Please show every line from the entries that carries the word "SqliteCommentRepository".

━━━ Dataset records ━━━

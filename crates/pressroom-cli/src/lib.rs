#![doc = include_str!("../README.md")]
#![deny(unsafe_code)]

pub mod commands;
pub mod parser;
pub mod seed;

pub use commands::{AppArg, Commands};
pub use parser::Cli;
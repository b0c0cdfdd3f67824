//! Composition utilities for building repository sets with `SQLite` backends.
//!
//! This module is focused purely on construction and contains no domain
//! logic.

use sqlx::SqlitePool;
use std::sync::Arc;

use pressroom_core::Repos;

use crate::repositories::{
    SqliteCommentRepository, SqliteNewsRepository, SqliteNoteRepository, SqliteSessionRepository,
    SqliteUserRepository,
};

/// Factory for creating repository instances with `SQLite` backends.
pub struct StoreFactory;

impl StoreFactory {
    /// Create a `SQLite` connection pool from a URL.
    pub async fn create_pool(db_url: &str) -> anyhow::Result<SqlitePool> {
        let pool = SqlitePool::connect(db_url).await?;
        Ok(pool)
    }

    /// Build all `SQLite` repositories from a pool.
    ///
    /// This is the recommended way for adapters to obtain repositories.
    /// Returns the trait-object-wrapped `Repos` aggregate from
    /// `pressroom-core`.
    pub fn build_repos(pool: SqlitePool) -> Repos {
        Repos::new(
            Arc::new(SqliteUserRepository::new(pool.clone())),
            Arc::new(SqliteSessionRepository::new(pool.clone())),
            Arc::new(SqliteNewsRepository::new(pool.clone())),
            Arc::new(SqliteCommentRepository::new(pool.clone())),
            Arc::new(SqliteNoteRepository::new(pool)),
        )
    }
}
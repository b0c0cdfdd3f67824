//! Shared application state type.

use crate::bootstrap::AppContext;
use std::sync::Arc;

/// Application state shared across all handlers.
///
/// An Arc-wrapped [`AppContext`] carrying the repository aggregate.
pub type AppState = Arc<AppContext>;
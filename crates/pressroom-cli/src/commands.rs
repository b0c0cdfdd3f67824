//! Subcommand definitions.

use clap::{Subcommand, ValueEnum};

use pressroom_axum::AppSelect;

/// Which application a server instance hosts.
#[derive(Debug, Clone, Copy, PartialEq, Eq, ValueEnum)]
pub enum AppArg {
    /// News site with comments
    News,
    /// Personal notes application
    Notes,
}

impl From<AppArg> for AppSelect {
    fn from(app: AppArg) -> Self {
        match app {
            AppArg::News => Self::News,
            AppArg::Notes => Self::Notes,
        }
    }
}

#[derive(Debug, Subcommand)]
pub enum Commands {
    /// Start the HTTP server for one application
    Serve {
        /// Application to serve
        #[arg(value_enum)]
        app: AppArg,

        /// Port to listen on
        #[arg(long, default_value_t = 8000)]
        port: u16,

        /// Allowed CORS origins; all origins when omitted
        #[arg(long = "allow-origin")]
        allow_origins: Vec<String>,
    },
    /// Fill the database with demo users, news and notes
    Seed,
}
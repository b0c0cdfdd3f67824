//! Comment edit and delete pages, owner-only.

use axum::Json;
use axum::extract::{Form, Path, State};
use axum::response::{IntoResponse, Redirect, Response};
use serde_json::{Value, json};

use pressroom_core::contracts::{context, routes};
use pressroom_core::{Comment, CommentForm, User};

use crate::auth::CurrentUser;
use crate::error::HttpError;
use crate::handlers::news::CommentInput;
use crate::state::AppState;

/// Fetch a comment the user is allowed to mutate.
///
/// A comment belonging to someone else yields the same NOT_FOUND as a
/// missing one, so non-owners learn nothing about its existence.
async fn owned_comment(state: &AppState, user: &User, id: i64) -> Result<Comment, HttpError> {
    let comment = state.repos.comments.get_by_id(id).await?;
    if comment.author_id != user.id {
        return Err(HttpError::NotFound(format!("comment with id {id}")));
    }
    Ok(comment)
}

/// Edit page: the comment and a form pre-filled with its text.
pub async fn edit_page(
    State(state): State<AppState>,
    CurrentUser(user): CurrentUser,
    Path(id): Path<i64>,
) -> Result<Json<Value>, HttpError> {
    let comment = owned_comment(&state, &user, id).await?;
    let form = CommentForm::prefilled(&comment.text);
    Ok(Json(json!({ context::COMMENT: comment, context::FORM: form })))
}

/// Apply an edit and return to the comment block on the detail page.
pub async fn update(
    State(state): State<AppState>,
    CurrentUser(user): CurrentUser,
    Path(id): Path<i64>,
    Form(input): Form<CommentInput>,
) -> Result<Response, HttpError> {
    let comment = owned_comment(&state, &user, id).await?;

    let form = CommentForm::bound(&input.text);
    if !form.is_valid() {
        let page = json!({ context::COMMENT: comment, context::FORM: form });
        return Ok(Json(page).into_response());
    }

    let updated = state.repos.comments.update_text(comment.id, &form.text).await?;
    Ok(Redirect::to(&routes::news::comments_anchor(updated.news_id)).into_response())
}

/// Delete confirmation page.
pub async fn delete_page(
    State(state): State<AppState>,
    CurrentUser(user): CurrentUser,
    Path(id): Path<i64>,
) -> Result<Json<Value>, HttpError> {
    let comment = owned_comment(&state, &user, id).await?;
    Ok(Json(json!({ context::COMMENT: comment })))
}

/// Delete the comment and return to the comment block.
pub async fn remove(
    State(state): State<AppState>,
    CurrentUser(user): CurrentUser,
    Path(id): Path<i64>,
) -> Result<Response, HttpError> {
    let comment = owned_comment(&state, &user, id).await?;
    state.repos.comments.delete(comment.id).await?;
    tracing::debug!(comment_id = comment.id, "comment deleted");
    Ok(Redirect::to(&routes::news::comments_anchor(comment.news_id)).into_response())
}
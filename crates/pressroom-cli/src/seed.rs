//! Demo data seeding.
//!
//! Fills an empty database with a couple of accounts, enough news to
//! overflow the home page and a handful of notes, so a freshly served
//! instance has something to show.

use anyhow::Result;
use chrono::{Duration, Utc};
use uuid::Uuid;

use pressroom_core::contracts::NEWS_COUNT_ON_HOME_PAGE;
use pressroom_core::{NewNewsItem, NewNote, NewUser, Repos, hash_password, slugify};

const DEMO_PASSWORD: &str = "pressroom";

async fn create_user(repos: &Repos, username: &str) -> Result<i64> {
    let salt = Uuid::new_v4().simple().to_string();
    let user = repos
        .users
        .insert(&NewUser {
            username: username.to_string(),
            password_hash: hash_password(DEMO_PASSWORD, &salt),
        })
        .await?;
    Ok(user.id)
}

pub async fn execute(repos: &Repos) -> Result<()> {
    if repos.news.count().await? > 0 || repos.notes.count().await? > 0 {
        anyhow::bail!("database already contains data, refusing to seed");
    }

    let author_id = create_user(repos, "author").await?;
    create_user(repos, "reader").await?;

    let today = Utc::now().date_naive();
    let items: Vec<NewNewsItem> = (0..NEWS_COUNT_ON_HOME_PAGE + 5)
        .map(|i| NewNewsItem {
            title: format!("News item {}", i + 1),
            text: "Just some text.".to_string(),
            date: today - Duration::days(i as i64),
        })
        .collect();
    repos.news.insert_many(&items).await?;

    for title in ["Shopping list", "Ideas", "Travel plans"] {
        repos
            .notes
            .insert(&NewNote {
                title: title.to_string(),
                text: format!("Notes about: {title}"),
                slug: slugify(title),
                author_id,
            })
            .await?;
    }

    tracing::info!(
        news = items.len(),
        notes = 3,
        "seeded demo data; accounts 'author' and 'reader', password '{DEMO_PASSWORD}'"
    );
    println!("Seeded {} news items and 3 notes.", items.len());
    println!("Demo accounts: author / reader (password: {DEMO_PASSWORD})");
    Ok(())
}
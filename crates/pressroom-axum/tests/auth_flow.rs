//! Signup, login and logout flows over the shared auth routes.

mod common;

use axum::http::header;

use common::{TEST_PASSWORD, TestApp, assert_redirect, get, json_body, post_form};
use pressroom_core::contracts::routes;

#[tokio::test]
async fn signup_creates_an_account_and_redirects_to_login() {
    let app = TestApp::new().await;

    let response = post_form(
        app.news_app(),
        routes::auth::SIGNUP,
        &[("username", "newcomer"), ("password", "hunter2")],
        None,
    )
    .await;

    assert_redirect(&response, routes::auth::LOGIN);
    let user = app.state.repos.users.get_by_username("newcomer").await.unwrap();
    assert_eq!(user.username, "newcomer");
}

#[tokio::test]
async fn signup_rejects_a_taken_username() {
    let app = TestApp::new().await;
    app.create_user("taken").await;

    let response = post_form(
        app.news_app(),
        routes::auth::SIGNUP,
        &[("username", "taken"), ("password", "hunter2")],
        None,
    )
    .await;

    assert_eq!(response.status(), 200);
    let body = json_body(response).await;
    assert_eq!(body["form"]["kind"], "signup");
    assert!(!body["form"]["errors"]["username"][0]
        .as_str()
        .unwrap()
        .is_empty());
}

#[tokio::test]
async fn login_sets_a_session_cookie_and_honors_next() {
    let app = TestApp::new().await;
    let user = app.create_user("reader").await;

    let response = post_form(
        app.news_app(),
        routes::auth::LOGIN,
        &[
            ("username", &user.username),
            ("password", TEST_PASSWORD),
            ("next", "/notes/"),
        ],
        None,
    )
    .await;

    assert_redirect(&response, "/notes/");
    let cookie = response
        .headers()
        .get(header::SET_COOKIE)
        .and_then(|v| v.to_str().ok())
        .unwrap();
    assert!(cookie.starts_with("session="));

    // The issued session resolves to the user
    let token = cookie
        .trim_start_matches("session=")
        .split(';')
        .next()
        .unwrap();
    let resolved = app.state.repos.sessions.user_id_for(token).await.unwrap();
    assert_eq!(resolved, Some(user.id));
}

#[tokio::test]
async fn login_with_wrong_password_rerenders_the_form() {
    let app = TestApp::new().await;
    let user = app.create_user("reader").await;

    let response = post_form(
        app.news_app(),
        routes::auth::LOGIN,
        &[("username", &user.username), ("password", "wrong")],
        None,
    )
    .await;

    assert_eq!(response.status(), 200);
    let body = json_body(response).await;
    assert_eq!(body["form"]["kind"], "login");
    assert!(body["form"]["errors"]["__all__"][0].is_string());
}

#[tokio::test]
async fn logout_invalidates_the_session() {
    let app = TestApp::new().await;
    let user = app.create_user("reader").await;
    let cookie = app.login(&user).await;

    let response = get(app.notes_app(), routes::auth::LOGOUT, Some(&cookie)).await;
    assert_eq!(response.status(), 200);

    // The old cookie no longer grants access to protected pages
    let response = get(app.notes_app(), routes::notes::LIST, Some(&cookie)).await;
    assert_redirect(&response, &routes::auth::login_with_next(routes::notes::LIST));
}
//! Axum-specific error types and mappings.
//!
//! Maps `RepositoryError` to HTTP status codes and JSON response bodies.

use axum::http::StatusCode;
use axum::response::{IntoResponse, Response};
use serde::Serialize;
use thiserror::Error;

use pressroom_core::RepositoryError;

/// Axum-specific error type.
#[derive(Debug, Error)]
pub enum HttpError {
    /// Resource not found. Also used for another user's resource, so a
    /// non-owner cannot distinguish "missing" from "not yours".
    #[error("Not found: {0}")]
    NotFound(String),

    /// Bad request (invalid input).
    #[error("Bad request: {0}")]
    BadRequest(String),

    /// Conflict (resource already exists).
    #[error("Conflict: {0}")]
    Conflict(String),

    /// Internal server error.
    #[error("Internal error: {0}")]
    Internal(String),
}

/// JSON error response body.
#[derive(Serialize)]
struct ErrorBody {
    error: String,
    status: u16,
}

impl IntoResponse for HttpError {
    fn into_response(self) -> Response {
        let (status, message) = match &self {
            HttpError::NotFound(msg) => (StatusCode::NOT_FOUND, msg.clone()),
            HttpError::BadRequest(msg) => (StatusCode::BAD_REQUEST, msg.clone()),
            HttpError::Conflict(msg) => (StatusCode::CONFLICT, msg.clone()),
            HttpError::Internal(msg) => (StatusCode::INTERNAL_SERVER_ERROR, msg.clone()),
        };

        let body = ErrorBody {
            error: message,
            status: status.as_u16(),
        };

        (status, axum::Json(body)).into_response()
    }
}

impl From<RepositoryError> for HttpError {
    fn from(err: RepositoryError) -> Self {
        match err {
            RepositoryError::NotFound(msg) => HttpError::NotFound(msg),
            RepositoryError::AlreadyExists(msg) => HttpError::Conflict(msg),
            RepositoryError::Storage(msg) => HttpError::Internal(format!("Storage: {msg}")),
        }
    }
}
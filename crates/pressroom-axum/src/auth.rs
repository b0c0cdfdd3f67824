//! Session-cookie authentication.
//!
//! A logged-in request carries a `session=<token>` cookie whose token is
//! stored server-side in the sessions table. Two extractors expose this
//! to handlers:
//!
//! - [`MaybeUser`] resolves to `Some(User)` or `None` and never blocks a
//!   request; public pages use it to vary their context by role.
//! - [`CurrentUser`] rejects anonymous requests with a redirect to
//!   `login?next=<original path>`, which is the route-protection
//!   contract owner-only pages rely on.

use axum::extract::FromRequestParts;
use axum::http::request::Parts;
use axum::http::{HeaderMap, header};
use axum::response::{IntoResponse, Redirect, Response};

use pressroom_core::contracts::routes;
use pressroom_core::{RepositoryError, User};

use crate::error::HttpError;
use crate::state::AppState;

/// Name of the session cookie.
pub const SESSION_COOKIE: &str = "session";

/// Pull the session token out of the `Cookie` header, if present.
pub fn session_token(headers: &HeaderMap) -> Option<String> {
    let cookies = headers.get(header::COOKIE)?.to_str().ok()?;
    let prefix = format!("{SESSION_COOKIE}=");
    cookies
        .split(';')
        .map(str::trim)
        .find_map(|pair| pair.strip_prefix(prefix.as_str()))
        .map(str::to_string)
}

/// `Set-Cookie` value establishing a session.
pub fn session_cookie(token: &str) -> String {
    format!("{SESSION_COOKIE}={token}; Path=/; HttpOnly")
}

/// `Set-Cookie` value clearing the session cookie.
pub fn clear_session_cookie() -> String {
    format!("{SESSION_COOKIE}=; Path=/; HttpOnly; Max-Age=0")
}

/// The requesting user, when the request carries a valid session.
pub struct MaybeUser(pub Option<User>);

impl FromRequestParts<AppState> for MaybeUser {
    type Rejection = HttpError;

    async fn from_request_parts(
        parts: &mut Parts,
        state: &AppState,
    ) -> Result<Self, Self::Rejection> {
        let Some(token) = session_token(&parts.headers) else {
            return Ok(Self(None));
        };
        let Some(user_id) = state.repos.sessions.user_id_for(&token).await? else {
            return Ok(Self(None));
        };
        match state.repos.users.get_by_id(user_id).await {
            Ok(user) => Ok(Self(Some(user))),
            // Stale session pointing at a deleted account: treat as anonymous
            Err(RepositoryError::NotFound(_)) => Ok(Self(None)),
            Err(e) => Err(e.into()),
        }
    }
}

/// The requesting user; anonymous requests are redirected to login.
pub struct CurrentUser(pub User);

/// Rejection for [`CurrentUser`]: either the login redirect, or a real
/// failure while resolving the session.
pub enum AuthRejection {
    LoginRedirect(String),
    Error(HttpError),
}

impl IntoResponse for AuthRejection {
    fn into_response(self) -> Response {
        match self {
            Self::LoginRedirect(next) => {
                Redirect::to(&routes::auth::login_with_next(&next)).into_response()
            }
            Self::Error(e) => e.into_response(),
        }
    }
}

impl FromRequestParts<AppState> for CurrentUser {
    type Rejection = AuthRejection;

    async fn from_request_parts(
        parts: &mut Parts,
        state: &AppState,
    ) -> Result<Self, Self::Rejection> {
        let MaybeUser(user) = MaybeUser::from_request_parts(parts, state)
            .await
            .map_err(AuthRejection::Error)?;
        match user {
            Some(user) => Ok(Self(user)),
            None => {
                let next = parts
                    .uri
                    .path_and_query()
                    .map_or_else(|| parts.uri.path().to_string(), |pq| pq.as_str().to_string());
                tracing::debug!(path = %next, "anonymous request to protected route");
                Err(AuthRejection::LoginRedirect(next))
            }
        }
    }
}
#![doc = include_str!("../README.md")]
#![deny(unsafe_code)]
#![deny(unused_crate_dependencies)]

pub mod contracts;
pub mod domain;
pub mod forms;
pub mod ports;
pub mod utils;

// Re-export commonly used types for convenience
pub use domain::{Comment, NewComment, NewNewsItem, NewNote, NewUser, NewsItem, Note, User};
pub use forms::{
    BAD_WORDS, COMMENT_WARNING, CommentForm, FormErrors, LoginForm, NoteForm, REQUIRED_FIELD,
    SLUG_WARNING, SignupForm,
};
pub use ports::{
    CommentRepository, NewsRepository, NoteRepository, Repos, RepositoryError, SessionRepository,
    UserRepository,
};
pub use utils::{hash_password, slugify, verify_password};
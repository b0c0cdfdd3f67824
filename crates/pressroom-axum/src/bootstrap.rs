//! Axum server bootstrap - the composition root.
//!
//! This module is the ONLY place where infrastructure is wired together
//! for the web adapter. All concrete implementations are instantiated here.

use std::path::PathBuf;
use std::sync::Arc;

use anyhow::Result;

use pressroom_core::Repos;
use pressroom_db::{StoreFactory, setup_database};

use crate::routes::{news_router, notes_router};
use crate::state::AppState;

/// Which of the two applications a server instance hosts.
#[derive(Debug, Clone, Copy, PartialEq, Eq)]
pub enum AppSelect {
    /// News/comments site.
    News,
    /// Personal notes application.
    Notes,
}

/// CORS configuration for the web server.
#[derive(Debug, Clone, Default)]
pub enum CorsConfig {
    /// Allow all origins (development mode).
    #[default]
    AllowAll,
    /// Allow specific origins (production mode).
    AllowOrigins(Vec<String>),
}

/// Server configuration for the Axum adapter.
#[derive(Debug, Clone)]
pub struct ServerConfig {
    /// Application to serve.
    pub app: AppSelect,
    /// Port for the HTTP server.
    pub port: u16,
    /// Path to the `SQLite` database file.
    pub db_path: PathBuf,
    /// CORS configuration.
    pub cors: CorsConfig,
}

/// Application context for the Axum adapter.
///
/// Holds the repository aggregate every handler works against.
pub struct AppContext {
    pub repos: Repos,
}

impl AppContext {
    pub fn new(repos: Repos) -> Self {
        Self { repos }
    }
}

/// Bootstrap the application context from configuration.
///
/// Opens (creating if needed) the database and builds the repository set.
pub async fn bootstrap(config: &ServerConfig) -> Result<AppContext> {
    let pool = setup_database(&config.db_path).await?;
    Ok(AppContext::new(StoreFactory::build_repos(pool)))
}

/// Bootstrap and serve the selected application until shutdown.
pub async fn start_server(config: ServerConfig) -> Result<()> {
    let ctx = bootstrap(&config).await?;
    let state: AppState = Arc::new(ctx);

    let app = match config.app {
        AppSelect::News => news_router(state, &config.cors),
        AppSelect::Notes => notes_router(state, &config.cors),
    };

    let listener = tokio::net::TcpListener::bind(("127.0.0.1", config.port)).await?;
    tracing::info!(app = ?config.app, port = config.port, "starting server");
    axum::serve(listener, app).await?;
    Ok(())
}
//! Top-level argument parser.

use std::path::PathBuf;

use clap::Parser;

use crate::commands::Commands;

/// Command-line interface for the pressroom server.
#[derive(Parser)]
#[command(name = "pressroom")]
#[command(about = "Serve the news site or the notes app over HTTP")]
#[command(version)]
pub struct Cli {
    /// Path to the SQLite database file
    #[arg(long = "db", global = true, env = "PRESSROOM_DB", default_value = "pressroom.db")]
    pub db_path: PathBuf,

    #[command(subcommand)]
    pub command: Option<Commands>,
}

#[cfg(test)]
mod tests {
    use super::*;
    use clap::CommandFactory;

    use crate::commands::AppArg;

    #[test]
    fn parser_builds() {
        Cli::command().debug_assert();
    }

    #[test]
    fn serve_args_parse() {
        let cli = Cli::parse_from(["pressroom", "--db", "/tmp/press.db", "serve", "notes", "--port", "9000"]);
        assert_eq!(cli.db_path, PathBuf::from("/tmp/press.db"));
        match cli.command {
            Some(Commands::Serve { app, port, .. }) => {
                assert_eq!(app, AppArg::Notes);
                assert_eq!(port, 9000);
            }
            other => panic!("unexpected command: {other:?}"),
        }
    }
}
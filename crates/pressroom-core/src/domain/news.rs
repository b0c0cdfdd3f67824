//! News items and their comments.

use chrono::{DateTime, NaiveDate, Utc};
use serde::Serialize;

/// A published news item. Immutable once created.
#[derive(Debug, Clone, PartialEq, Eq, Serialize)]
pub struct NewsItem {
    pub id: i64,
    pub title: String,
    pub text: String,
    /// Publication date; the home page lists items newest-first.
    pub date: NaiveDate,
}

/// Data required to create a news item.
#[derive(Debug, Clone)]
pub struct NewNewsItem {
    pub title: String,
    pub text: String,
    pub date: NaiveDate,
}

/// A comment under a news item, owned by its author.
#[derive(Debug, Clone, PartialEq, Eq, Serialize)]
pub struct Comment {
    pub id: i64,
    pub news_id: i64,
    pub author_id: i64,
    pub text: String,
    /// Creation timestamp; detail pages list comments oldest-first.
    pub created: DateTime<Utc>,
}

/// Data required to create a comment.
#[derive(Debug, Clone)]
pub struct NewComment {
    pub news_id: i64,
    pub author_id: i64,
    pub text: String,
    /// Explicit creation timestamp; `None` means "now". Fixtures use
    /// this to force a known chronological order.
    pub created: Option<DateTime<Utc>>,
}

━━━

> [Response to this exercise]:
    SqliteCommentRepository, SqliteNewsRepository, SqliteNoteRepository, SqliteSessionRepository,
            Arc::new(SqliteCommentRepository::new(pool.clone())),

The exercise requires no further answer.